Collected data:
"""

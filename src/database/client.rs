use std::sync::atomic::AtomicBool;

use async_trait::async_trait;
use tokio::task::JoinHandle;
use tokio_postgres::{Client, NoTls};
use tracing::{debug, error};

use super::session::{self, PgTransaction};
use super::{Batch, CopyRows, Database, DbRowStream, Transaction};
use crate::error::BenchError;
use crate::types::{DbRow, RowValue};

/// A [`Database`] over one `tokio-postgres` connection. The connection future runs
/// on its own task for as long as this value lives.
///
/// A transaction dropped without `commit` or `rollback` is rolled back before the
/// next call runs, so later statements are not swallowed by it.
pub struct PgClient {
    client: Client,
    connection: JoinHandle<()>,
    abandoned_tx: AtomicBool,
}

impl PgClient {
    /// Open a single connection.
    ///
    /// # Errors
    /// Returns `BenchError::ConfigError` for an empty string and the driver error if
    /// the string is malformed or the server cannot be reached.
    pub async fn connect(conn_str: &str) -> Result<Self, BenchError> {
        if conn_str.trim().is_empty() {
            return Err(BenchError::ConfigError(
                "connection string is required".to_string(),
            ));
        }

        let (client, connection) = tokio_postgres::connect(conn_str, NoTls).await?;
        let connection = tokio::spawn(async move {
            if let Err(e) = connection.await {
                error!("connection error: {e}");
            }
        });
        debug!("opened direct postgres connection");
        Ok(Self {
            client,
            connection,
            abandoned_tx: AtomicBool::new(false),
        })
    }

    async fn settle(&self) -> Result<&Client, BenchError> {
        session::settle(&self.client, &self.abandoned_tx).await?;
        Ok(&self.client)
    }
}

impl Drop for PgClient {
    fn drop(&mut self) {
        self.connection.abort();
    }
}

#[async_trait]
impl Database for PgClient {
    async fn execute(&self, sql: &str, params: &[RowValue]) -> Result<u64, BenchError> {
        session::execute(self.settle().await?, sql, params).await
    }

    async fn query(&self, sql: &str, params: &[RowValue]) -> Result<Vec<DbRow>, BenchError> {
        session::query(self.settle().await?, sql, params).await
    }

    async fn query_stream<'a>(
        &'a self,
        sql: &'a str,
        params: &'a [RowValue],
    ) -> Result<DbRowStream<'a>, BenchError> {
        let stream = session::query_raw(self.settle().await?, sql, params).await?;
        Ok(session::decode_stream(stream, ()))
    }

    async fn begin<'a>(&'a self) -> Result<Box<dyn Transaction + 'a>, BenchError> {
        Ok(Box::new(
            PgTransaction::begin_direct(&self.client, &self.abandoned_tx).await?,
        ))
    }

    async fn send_batch(&self, batch: &Batch) -> Result<Vec<u64>, BenchError> {
        session::send_batch(self.settle().await?, batch).await
    }

    async fn copy_in(
        &self,
        table: &str,
        columns: &[&str],
        rows: CopyRows<'_>,
    ) -> Result<u64, BenchError> {
        session::copy_in(self.settle().await?, table, columns, rows).await
    }

    async fn close(&self) {
        self.connection.abort();
    }
}
//! # chord_estimator
//!
//! Frame-by-frame chord estimation for complete mono signals: extract pitch
//! features, fold them into chroma, run a configurable transform pipeline and
//! match every frame against a library of chord templates.
//!
//! ## Example
//! ```rust
//! use chord_estimator::{ChordEstimator, ScoreAdjustment, StftConfig, Variant};
//!
//! fn run() -> Result<(), Box<dyn std::error::Error>> {
//!     // 1) Build an estimator
//!     let estimator = ChordEstimator::builder()
//!         .stft(StftConfig::new(16_384, 4_096))
//!         .variant(Variant::Cp)
//!         .adjustment(ScoreAdjustment::NoteCount { bonus: 0.02 })
//!         .build()?;
//!
//!     // 2) Analyse a complete signal
//!     let samples: Vec<f32> = vec![0.0; 44_100]; // fill with actual samples
//!     let analysis = estimator.analyze(&samples, 44_100)?;
//!
//!     // 3) Read the estimates
//!     for estimate in &analysis.estimates {
//!         println!(
//!             "{:6.2}s  {}  ({:.3})",
//!             estimate.time_secs, estimate.chord, estimate.score
//!         );
//!     }
//!
//!     Ok(())
//! }
//! # run().unwrap();
//! ```
//!
//! ## Pipeline
//! - [`spectrogram`] or [`filterbank`]: signal to 128-bin pitch features
//! - [`chromagram`]: pitch features to 12-bin chroma features
//! - [`transform`]: compression, normalisation, quantisation, smoothing
//! - [`matcher`]: similarity against every chord template
//!
//! The crate logs through the `log` facade and never installs a logger.

#![deny(missing_docs)]
#![deny(rustdoc::broken_intra_doc_links)]
#![deny(rust_2018_idioms)]
#![deny(clippy::all)]

/// High-level estimator API.
pub use estimator::{
    Analysis, ChordEstimator, ChordEstimatorBuilder, ChordSegment, EstimatorConfig,
    ExtractionStrategy, FrameEstimate, ScoreDetail,
};

/// Chord theory.
pub use chord::{Chord, ChordLibrary, ChordTemplate};
pub use chord_pattern::{ChordPattern, Interval, PatternLibrary};
pub use pitch::{Chroma, Pitch};

/// Features and their transforms.
pub use filterbank::{FilterbankConfig, MultirateSignal};
pub use spectrogram::{BinMapCache, Representation, StftConfig};
pub use transform::{FeatureFilter, NormSpace, Normalization, Pipeline, Variant};
pub use vector::{
    ChromaBuffer, ChromaVector, FeatureBuffer, FeatureVector, PitchBuffer, PitchVector,
};

/// Matching.
pub use matcher::{ChordMatcher, ChordMatcherBuilder, ChordScore, MatchResult, ScoreAdjustment};

/// Errors.
pub use error::{ChordParseError, EstimatorError, ExtractionError, FilterError, MatcherError};

/// Chords, templates and the chord library.
pub mod chord;

/// Interval bitmasks and the chord pattern catalogue.
pub mod chord_pattern;

/// Chroma reduction.
pub mod chromagram;

/// Error types.
pub mod error;

/// Full analysis runs.
pub mod estimator;

/// Multirate filterbank pitch features.
pub mod filterbank;

/// Template matching.
pub mod matcher;

/// Pitch classes and absolute pitches.
pub mod pitch;

/// STFT pitch features.
pub mod spectrogram;

/// Feature filters and presets.
pub mod transform;

/// Feature vectors and buffers.
pub mod vector;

"""

WHAT IS EXPECTED: Say each line again exactly as it appears above.

TASK ANSWER:
filename src/database/client.rs
use std::sync::atomic::AtomicBool;

use async_trait::async_trait;
use tokio::task::JoinHandle;
use tokio_postgres::{Client, NoTls};
use tracing::{debug, error};

use super::session::{self, PgTransaction};
use super::{Batch, CopyRows, Database, DbRowStream, Transaction};
use crate::error::BenchError;
use crate::types::{DbRow, RowValue};

/// A [`Database`] over one `tokio-postgres` connection. The connection future runs
/// on its own task for as long as this value lives.
///
/// A transaction dropped without `commit` or `rollback` is rolled back before the
/// next call runs, so later statements are not swallowed by it.
pub struct PgClient {
    client: Client,
    connection: JoinHandle<()>,
    abandoned_tx: AtomicBool,
}

impl PgClient {
    /// Open a single connection.
    ///
    /// # Errors
    /// Returns `BenchError::ConfigError` for an empty string and the driver error if
    /// the string is malformed or the server cannot be reached.
    pub async fn connect(conn_str: &str) -> Result<Self, BenchError> {
        if conn_str.trim().is_empty() {
            return Err(BenchError::ConfigError(
                "connection string is required".to_string(),
            ));
        }

        let (client, connection) = tokio_postgres::connect(conn_str, NoTls).await?;
        let connection = tokio::spawn(async move {
            if let Err(e) = connection.await {
                error!("connection error: {e}");
            }
        });
        debug!("opened direct postgres connection");
        Ok(Self {
            client,
            connection,
            abandoned_tx: AtomicBool::new(false),
        })
    }

    async fn settle(&self) -> Result<&Client, BenchError> {
        session::settle(&self.client, &self.abandoned_tx).await?;
        Ok(&self.client)
    }
}

impl Drop for PgClient {
    fn drop(&mut self) {
        self.connection.abort();
    }
}

#[async_trait]
impl Database for PgClient {
    async fn execute(&self, sql: &str, params: &[RowValue]) -> Result<u64, BenchError> {
        session::execute(self.settle().await?, sql, params).await
    }

    async fn query(&self, sql: &str, params: &[RowValue]) -> Result<Vec<DbRow>, BenchError> {
        session::query(self.settle().await?, sql, params).await
    }

    async fn query_stream<'a>(
        &'a self,
        sql: &'a str,
        params: &'a [RowValue],
    ) -> Result<DbRowStream<'a>, BenchError> {
        let stream = session::query_raw(self.settle().await?, sql, params).await?;
        Ok(session::decode_stream(stream, ()))
    }

    async fn begin<'a>(&'a self) -> Result<Box<dyn Transaction + 'a>, BenchError> {
        Ok(Box::new(
            PgTransaction::begin_direct(&self.client, &self.abandoned_tx).await?,
        ))
    }

    async fn send_batch(&self, batch: &Batch) -> Result<Vec<u64>, BenchError> {
        session::send_batch(self.settle().await?, batch).await
    }

    async fn copy_in(
        &self,
        table: &str,
        columns: &[&str],
        rows: CopyRows<'_>,
    ) -> Result<u64, BenchError> {
        session::copy_in(self.settle().await?, table, columns, rows).await
    }

    async fn close(&self) {
        self.connection.abort();
    }
}
//! # chord_estimator
//!
//! Frame-by-frame chord estimation for complete mono signals: extract pitch
//! features, fold them into chroma, run a configurable transform pipeline and
//! match every frame against a library of chord templates.
//!
//! ## Example
//! ```rust
//! use chord_estimator::{ChordEstimator, ScoreAdjustment, StftConfig, Variant};
//!
//! fn run() -> Result<(), Box<dyn std::error::Error>> {
//!     // 1) Build an estimator
//!     let estimator = ChordEstimator::builder()
//!         .stft(StftConfig::new(16_384, 4_096))
//!         .variant(Variant::Cp)
//!         .adjustment(ScoreAdjustment::NoteCount { bonus: 0.02 })
//!         .build()?;
//!
//!     // 2) Analyse a complete signal
//!     let samples: Vec<f32> = vec![0.0; 44_100]; // fill with actual samples
//!     let analysis = estimator.analyze(&samples, 44_100)?;
//!
//!     // 3) Read the estimates
//!     for estimate in &analysis.estimates {
//!         println!(
//!             "{:6.2}s  {}  ({:.3})",
//!             estimate.time_secs, estimate.chord, estimate.score
//!         );
//!     }
//!
//!     Ok(())
//! }
//! # run().unwrap();
//! ```
//!
//! ## Pipeline
//! - [`spectrogram`] or [`filterbank`]: signal to 128-bin pitch features
//! - [`chromagram`]: pitch features to 12-bin chroma features
//! - [`transform`]: compression, normalisation, quantisation, smoothing
//! - [`matcher`]: similarity against every chord template
//!
//! The crate logs through the `log` facade and never installs a logger.

#![deny(missing_docs)]
#![deny(rustdoc::broken_intra_doc_links)]
#![deny(rust_2018_idioms)]
#![deny(clippy::all)]

/// High-level estimator API.
pub use estimator::{
    Analysis, ChordEstimator, ChordEstimatorBuilder, ChordSegment, EstimatorConfig,
    ExtractionStrategy, FrameEstimate, ScoreDetail,
};

/// Chord theory.
pub use chord::{Chord, ChordLibrary, ChordTemplate};
pub use chord_pattern::{ChordPattern, Interval, PatternLibrary};
pub use pitch::{Chroma, Pitch};

/// Features and their transforms.
pub use filterbank::{FilterbankConfig, MultirateSignal};
pub use spectrogram::{BinMapCache, Representation, StftConfig};
pub use transform::{FeatureFilter, NormSpace, Normalization, Pipeline, Variant};
pub use vector::{
    ChromaBuffer, ChromaVector, FeatureBuffer, FeatureVector, PitchBuffer, PitchVector,
};

/// Matching.
pub use matcher::{ChordMatcher, ChordMatcherBuilder, ChordScore, MatchResult, ScoreAdjustment};

/// Errors.
pub use error::{ChordParseError, EstimatorError, ExtractionError, FilterError, MatcherError};

/// Chords, templates and the chord library.
pub mod chord;

/// Interval bitmasks and the chord pattern catalogue.
pub mod chord_pattern;

/// Chroma reduction.
pub mod chromagram;

/// Error types.
pub mod error;

/// Full analysis runs.
pub mod estimator;

/// Multirate filterbank pitch features.
pub mod filterbank;

/// Template matching.
pub mod matcher;

/// Pitch classes and absolute pitches.
pub mod pitch;

/// STFT pitch features.
pub mod spectrogram;

/// Feature filters and presets.
pub mod transform;

/// Feature vectors and buffers.
pub mod vector;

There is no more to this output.